France, en manque de repères
Les spécificités du contrat blé meunier Euronext sont les suivantes : 76 de PS**, 15 % d’humidité, 4 % de grains brisés, 2 % de grains germés et 2 % d’impuretés. Si aucune référence au taux de protéines, ni au temps de chute de Hagberg n’y est faite, ces deux critères sont pourtant essentiels pour la meunerie. Cela pose un sérieux problème cette année, vu l’hétérogénéité des blés récoltés. De fait, du blé 76/15/4/2/2 avec un temps de chute de Hagberg de 100 secondes est théoriquement conforme au contrat Euronext mais n’est pas meunier, puisqu’il doit atteindre de 180 s sur le marché local à 225 s en Algérie (très gros client à l’exportation). Il est donc fortement décoté sur le marché physique. À l’inverse, un blé meunier « exportable » coûte désormais plus cher à Rouen que le contrat Euronext, ce qui est historiquement l’inverse. Aujourd’hui, le marché à terme parisien n’est donc plus la référence pour le marché meunier, sans devenir celle de l’alimentation animale. À l’heure où les contrats en prime sont devenus la règle, c’est un problème de taille pour les opérateurs, obligés de naviguer à vue. ** Poids Spécifique : masse d’un hectolitre (ex : 76 kilos de blé dans un hectolitre)
La Mer Noire fait le prix
L’Europe et la France ne devraient avoir d’autres véritables concurrents sur le marché export, que la Russie et l’Ukraine. Si la CEI affiche une progression de 7 Mt de son offre, son disponible exportable ne devrait cependant pas augmenter cette saison (le recul du Kazakhstan et de l’Ukraine compensant l’augmentation russe). Cette zone d’exportation sera cependant en première position mondiale, devant les USA et l’UE dont le poste export recule faute de munitions. Nos prix devraient donc s’aligner sur l’origine Mer Noire dans les prochains mois, plus que sur le marché US. Pour l’instant, la Russie et l’Ukraine sont très actives sur le marché mondial, sans pour autant brader leur marchandise grâce à un avantage sur le fret méditerranéen et sur leurs devises. Cela est sans doute une explication importante au fait que le prix du blé français ait moins dévissé que son homologue américain cet été.

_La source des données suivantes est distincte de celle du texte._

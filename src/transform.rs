//! Contains the [`Transform`] abstraction, the business rule an update
//! applies to the latest payload of a record.

/// Error returned by a [`Transform`] when the computed payload would violate
/// a domain constraint.
///
/// A rejected payload is never committed, nor silently clamped.
#[derive(Debug, Clone, PartialEq, Eq, thiserror::Error)]
#[error("business rule rejected the update: {message}")]
pub struct BusinessRuleError {
    message: String,
}

impl BusinessRuleError {
    /// Creates a new error carrying the specified explanation.
    pub fn new(message: impl Into<String>) -> Self {
        Self {
            message: message.into(),
        }
    }

    /// The explanation of the rejection.
    pub fn message(&self) -> &str {
        &self.message
    }
}

/// Transformation from the current payload of a record to its next one.
///
/// A `Transform` may be evaluated more than once during a single update,
/// always against the freshest payload read from the store, so it must
/// be a pure function of its input.
pub trait Transform<P>: Send + Sync {
    /// Computes the new payload, or rejects the update.
    fn apply(&self, current: &P) -> Result<P, BusinessRuleError>;
}

impl<P, F> Transform<P> for F
where
    F: Fn(&P) -> Result<P, BusinessRuleError> + Send + Sync,
{
    fn apply(&self, current: &P) -> Result<P, BusinessRuleError> {
        self(current)
    }
}

/// Adds a signed delta to a quantity, rejecting any result below zero.
#[derive(Debug, Clone, Copy, PartialEq, Eq)]
pub struct Adjust(pub i64);

impl Transform<i64> for Adjust {
    fn apply(&self, current: &i64) -> Result<i64, BusinessRuleError> {
        let Adjust(change) = *self;

        let updated = current.checked_add(change).ok_or_else(|| {
            BusinessRuleError::new(format!(
                "quantity overflow: requested a change of {} units to {}",
                change, current
            ))
        })?;

        if updated < 0 {
            return Err(BusinessRuleError::new(format!(
                "insufficient quantity: requested a change of {} units, but available: {}",
                change, current
            )));
        }

        Ok(updated)
    }
}
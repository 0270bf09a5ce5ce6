use std::num::NonZeroU32;
use std::time::Duration;

use anyhow::anyhow;
use envconfig::Envconfig;
use envconfig_derive::Envconfig;
use versionlock::{Backoff, RetryPolicy};

#[derive(Envconfig)]
pub struct Config {
    #[envconfig(from = "REDIS_URL", default = "redis://127.0.0.1:6379/")]
    pub redis_url: String,

    #[envconfig(from = "RECORD_ID", default = "product:917:stock")]
    pub record_id: String,

    #[envconfig(from = "INITIAL_STOCK", default = "50")]
    pub initial_stock: i64,

    #[envconfig(from = "CLIENT_1_CHANGE", default = "-5")]
    pub client_1_change: i64,

    #[envconfig(from = "CLIENT_2_CHANGE", default = "-10")]
    pub client_2_change: i64,

    #[envconfig(from = "MAX_ATTEMPTS", default = "3")]
    pub max_attempts: u32,

    #[envconfig(from = "RETRY_DELAY_MS", default = "10")]
    pub retry_delay_ms: u64,

    #[envconfig(from = "LOG_LEVEL", default = "info")]
    pub log_level: tracing::Level,
}

impl Config {
    pub fn retry_policy(&self) -> anyhow::Result<RetryPolicy> {
        let max_attempts = NonZeroU32::new(self.max_attempts)
            .ok_or_else(|| anyhow!("MAX_ATTEMPTS must be at least 1"))?;

        Ok(RetryPolicy::new(
            max_attempts,
            Backoff::Fixed(Duration::from_millis(self.retry_delay_ms)),
        ))
    }
}
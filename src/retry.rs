//! Contains the bounded retry policy used by the
//! [Coordinator][crate::coordinator::Coordinator] to recover from conflicts.

use std::num::NonZeroU32;
use std::time::Duration;

/// Delay strategy applied between two attempts of the same update.
#[derive(Debug, Clone, Copy, PartialEq, Eq)]
pub enum Backoff {
    /// Waits the same amount of time after every failed attempt.
    Fixed(Duration),
    /// Starts from `initial` and doubles after every failed attempt,
    /// never waiting more than `max`.
    Exponential {
        /// Delay after the first failed attempt.
        initial: Duration,
        /// Upper bound of any delay.
        max: Duration,
    },
}

impl Backoff {
    /// Returns the delay to wait after the specified failed attempt,
    /// counting from `1`.
    pub fn delay(&self, failed_attempt: u32) -> Duration {
        match *self {
            Backoff::Fixed(delay) => delay,
            Backoff::Exponential { initial, max } => {
                let exponent = failed_attempt.saturating_sub(1).min(31);
                initial
                    .checked_mul(1_u32 << exponent)
                    .map_or(max, |delay| delay.min(max))
            },
        }
    }
}

/// Bounded retry policy: how many attempts an update may take,
/// and how long to wait between two of them.
///
/// Unbounded retries are not representable, to rule out livelocks
/// under sustained contention.
#[derive(Debug, Clone, Copy, PartialEq, Eq)]
pub struct RetryPolicy {
    max_attempts: NonZeroU32,
    backoff: Backoff,
}

impl Default for RetryPolicy {
    fn default() -> Self {
        Self {
            max_attempts: NonZeroU32::new(Self::DEFAULT_MAX_ATTEMPTS).unwrap_or(NonZeroU32::MIN),
            backoff: Backoff::Fixed(Self::DEFAULT_DELAY),
        }
    }
}

impl RetryPolicy {
    /// Number of attempts used by [`RetryPolicy::default`].
    pub const DEFAULT_MAX_ATTEMPTS: u32 = 3;

    /// Fixed delay used by [`RetryPolicy::default`].
    pub const DEFAULT_DELAY: Duration = Duration::from_millis(10);

    /// Creates a new policy allowing at most `max_attempts` attempts.
    pub fn new(max_attempts: NonZeroU32, backoff: Backoff) -> Self {
        Self {
            max_attempts,
            backoff,
        }
    }

    /// Maximum number of attempts an update may take.
    pub fn max_attempts(&self) -> u32 {
        self.max_attempts.get()
    }

    /// Delay strategy between attempts.
    pub fn backoff(&self) -> Backoff {
        self.backoff
    }

    pub(crate) fn attempts(&self) -> Attempts {
        Attempts {
            spent: 0,
            max: self.max_attempts.get(),
        }
    }
}

/// Attempt counter shared by every failure kind that consumes an attempt.
#[derive(Debug, Clone, Copy, PartialEq, Eq)]
pub(crate) struct Attempts {
    spent: u32,
    max: u32,
}

impl Attempts {
    /// Records a new attempt, returning its number (counting from `1`).
    pub(crate) fn begin(&mut self) -> u32 {
        self.spent += 1;
        self.spent
    }

    pub(crate) fn spent(&self) -> u32 {
        self.spent
    }

    pub(crate) fn exhausted(&self) -> bool {
        self.spent >= self.max
    }
}
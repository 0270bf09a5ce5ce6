//! Contains the [`InMemory`] implementation of the [`store::Store`] trait,
//! backed by a thread-safe [`std::collections::HashMap`].
//!
//! Every entry carries a revision number, bumped on each write; a
//! [`Transaction`] remembers the revisions of the keys it watches and
//! applies its write only if none of them moved.

use std::collections::HashMap;
use std::sync::Arc;

use async_trait::async_trait;
use parking_lot::RwLock;

use crate::store::{self, Commit, Fields, StoreError};

#[derive(Debug, Default)]
struct Entry {
    fields: Fields,
    revision: u64,
}

#[derive(Debug, Default)]
struct InMemoryBackend {
    entries: HashMap<String, Entry>,
}

impl InMemoryBackend {
    fn get_fields(&self, id: &str, fields: &[&str]) -> Option<Fields> {
        self.entries.get(id).map(|entry| {
            fields
                .iter()
                .filter_map(|name| {
                    entry
                        .fields
                        .get(*name)
                        .map(|value| ((*name).to_owned(), value.clone()))
                })
                .collect()
        })
    }

    fn set_fields(&mut self, id: &str, fields: Fields) {
        let entry = self.entries.entry(id.to_owned()).or_default();
        entry.fields.extend(fields);
        entry.revision += 1;
    }

    fn revision(&self, id: &str) -> u64 {
        // NOTE: absent keys are at revision zero, so creating a watched key
        // is detected like any other write.
        self.entries.get(id).map_or(0, |entry| entry.revision)
    }
}

/// In-memory implementation of [`store::Store`] trait,
/// backed by a thread-safe [`std::collections::HashMap`].
///
/// Cloning an `InMemory` store returns a new handle to the same data.
#[derive(Debug, Clone, Default)]
pub struct InMemory {
    backend: Arc<RwLock<InMemoryBackend>>,
}

impl InMemory {
    /// Returns a copy of all the fields stored at `id`, if any.
    pub fn snapshot(&self, id: &str) -> Option<Fields> {
        self.backend
            .read()
            .entries
            .get(id)
            .map(|entry| entry.fields.clone())
    }
}

#[async_trait]
impl store::Store for InMemory {
    type Transaction = Transaction;

    async fn get_fields(&self, id: &str, fields: &[&str]) -> Result<Option<Fields>, StoreError> {
        Ok(self.backend.read().get_fields(id, fields))
    }

    async fn set_fields(&self, id: &str, fields: Fields) -> Result<(), StoreError> {
        self.backend.write().set_fields(id, fields);
        Ok(())
    }

    async fn watch(&self, ids: &[&str]) -> Result<Self::Transaction, StoreError> {
        let watched = {
            let backend = self.backend.read();
            ids.iter()
                .map(|id| ((*id).to_owned(), backend.revision(id)))
                .collect()
        };

        Ok(Transaction {
            backend: Arc::clone(&self.backend),
            watched,
        })
    }
}

/// Optimistic transaction opened by [`InMemory`].
#[derive(Debug)]
pub struct Transaction {
    backend: Arc<RwLock<InMemoryBackend>>,
    watched: Vec<(String, u64)>,
}

#[async_trait]
impl store::Transaction for Transaction {
    async fn get_fields(
        &mut self,
        id: &str,
        fields: &[&str],
    ) -> Result<Option<Fields>, StoreError> {
        Ok(self.backend.read().get_fields(id, fields))
    }

    async fn commit(self, id: &str, fields: Fields) -> Result<Commit, StoreError> {
        let mut backend = self.backend.write();

        let untouched = self
            .watched
            .iter()
            .all(|(key, revision)| backend.revision(key) == *revision);

        if !untouched {
            return Ok(Commit::ConditionFailed);
        }

        backend.set_fields(id, fields);

        Ok(Commit::Applied)
    }

    async fn discard(self) -> Result<(), StoreError> {
        Ok(())
    }
}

L’extension possible du conflit russo-ukrainien sur la Mer d’Azov va orchestrer non seulement le timing des ventes des deux protagonistes, mais aussi les chasses gardées des uns et des autres en fonction des différentes sanctions commerciales. Si la Russie exerçait un embargo au-delà de 26,9 Mt de grains exportés, cela aurait un impact haussier sur les marchés. Les estimations actuelles portent en effet entre 30 et 33 Mt d’exportations de céréales selon les sources, dont 22,5 à 23,5 Mt de blé. Quoi qu’il en soit, la forte compétition sur le marché meunier exercée par les origines Mer Noire devrait ralentir en deuxième partie de campagne et laisser plus d’opportunités au blé français. Quant au blé fourrager, sa concurrence avec le maïs devrait rester très forte tout au long de la campagne. Patricia Le Cadre, Céréopa www-vigie-mp.com
* Cet indice, exprimé en secondes, a pour objet d’évaluer l’activité enzymatique d’un blé et au final la qualité de la farine.